1º dia de NOS Alive – um misto de emoções contrastantes

1º  dia de NOS Alive – um misto de emoções contrastantes

No meio de uma situação política e económica incerta, os grandes festivais assumem um papel de escape e evasão, permitindo ao público geral mergulhar numa atmosfera de descontração e entretenimento. O NOS Alive, tem sido uma referência nesse sentido. Porém, os nomes que esgotaram o primeiro dia da 15ª edição, deixaram algo a desejar…

É certo afirmar, que este evento anual é um aglomerado de concertos e ativação de marcas que supera os desafios financeiros de Portugal. E como o faz? Com a velha equação matemática de: cartaz nacional e internacional diversificado + headliners de peso = money in the bank. Assim, consegue atrair diariamente uma ampla e variada audiência e obter um retorno bastante lucrativo.

No primeiro dia da edição anterior, intensificamos a importância de voltar a grandes festivais após 2 anos de pausa. O sentimento há um ano era outro (quiçá mais poético, aliviado e até grato). Em 2022, estávamos a recuperar do trauma pós-pandémico. A meio de 2023, entretanto, novos desafios económicos tecem uma teia que molda as expectativas e emoções inerentes a esta vivência.

Mas vocês querem é música…ou não?

A curadoria dos 7 palcos é tão heterógena que torna difícil captar a atenção de uma audiência inteira. Mesmo assim, temos de parabenizar artistas nacionais pela envolvência entre si e a plateia. No palco WTF Clubbing, a emergente Ana Lua Caiano e a sua one-woman band, os experienciados instrumentistas Club Makumba e os reis do kuduro electrónico Throes + The Shine, conseguiram cativar uma ‘casa’ que se revelou difícil em diversos momentos do dia.

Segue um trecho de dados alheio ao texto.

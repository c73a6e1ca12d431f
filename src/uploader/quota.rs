use std::time::Duration;

/// "At most `budget` uploads in any trailing `window`", enforced by pruning a
/// ledger of epoch-millisecond timestamps rather than resetting a bucket.
#[derive(Debug, Clone, Copy, PartialEq, Eq)]
pub struct QuotaWindow {
    pub budget: usize,
    pub window: Duration,
}

impl QuotaWindow {
    pub fn new(budget: usize, window: Duration) -> Self {
        Self { budget, window }
    }

    pub fn window_ms(&self) -> i64 {
        self.window.as_millis() as i64
    }

    /// An entry stays in the window while `now - ts < window`.
    fn in_window(&self, ts: i64, now: i64) -> bool {
        now - ts < self.window_ms()
    }

    pub fn prune(&self, ledger: &mut Vec<i64>, now: i64) {
        ledger.retain(|ts| self.in_window(*ts, now));
    }

    pub fn used(&self, ledger: &[i64], now: i64) -> usize {
        ledger.iter().filter(|ts| self.in_window(**ts, now)).count()
    }

    /// Time until the oldest in-window entry leaves the window.
    pub fn wait_until_free(&self, ledger: &[i64], now: i64) -> Option<Duration> {
        let oldest = ledger
            .iter()
            .copied()
            .filter(|ts| self.in_window(*ts, now))
            .min()?;
        let wait_ms = (oldest + self.window_ms() - now).max(0);
        Some(Duration::from_millis(wait_ms as u64))
    }

    /// Rough time to drain `pending` uploads at the configured rate.
    pub fn estimate_drain(&self, pending: usize) -> Duration {
        if pending == 0 || self.budget == 0 {
            return Duration::ZERO;
        }
        let windows = pending.div_ceil(self.budget) as u32;
        self.window.saturating_mul(windows)
    }
}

 Live acts da América do Norte não aquecem os ânimos

No dia anterior na conferência pré-festival, o Diretor Álvaro Covões afirmava que o público português tem o hábito de chegar tarde a festivais. E os californianos The Driver Era inauguraram o Palco NOS com uma massa humana muito pouco composta.  Talvez fosse um indicativo da pertinência dos mesmos, ou esse mau hábito tipicamente tuga.

Já no Palco Heineken, foi impossível desfrutar dos canadenses, Men I Trust. Não é que a sua energia estivesse ao rubro, nem tal esperávamos do seu indie electro-pop arrastado. Mas diversos grupos de pessoas decidiram pôr a conversa em dia, como se estivessem no café. Antes da pandemia, este desrespeito total por concertos já existia. Ainda assim, parece estar pior que nunca, e já se alastrou em demasiados festivais. Não é só pela organização díspar de cartazes, é também falta de educação social e cultural.

Seguindo esta linha desconexa com o espírito festivaleiro, encontramos Puscifer no palco principal. Maynard James Keenan, conhecido pela sua ligação aos Tool, neste projeto apresenta um espetáculo distante do metal e com influências pós-punk pouco trabalhadas e quiçá, básicas.

Num momento de interação com o público, o vocalista brincou, dizendo: “Viemos em paz, somos uma banda rock e não uma agência governamental à caça de alienígenas”. No entanto, poucos reagiram a este wannabe agente Kay, revelando um ambiente talvez menos recetivo à estranheza do espetáculo. Todo o seu marketing e imagem tem sido gerado em torno deste conceito alienígena e dos Men In Black que era original há 20 anos… A aparência do vocalista, com batom vermelho borrado nos lábios, de fato e gravata, não conseguiram disfarçar totalmente a natureza peculiar da performance. Além dos visuais com predominância de LEDs sugerirem que talvez o grupo e os fãs se tivessem beneficiado de um ambiente mais fechado, e num horário diferente.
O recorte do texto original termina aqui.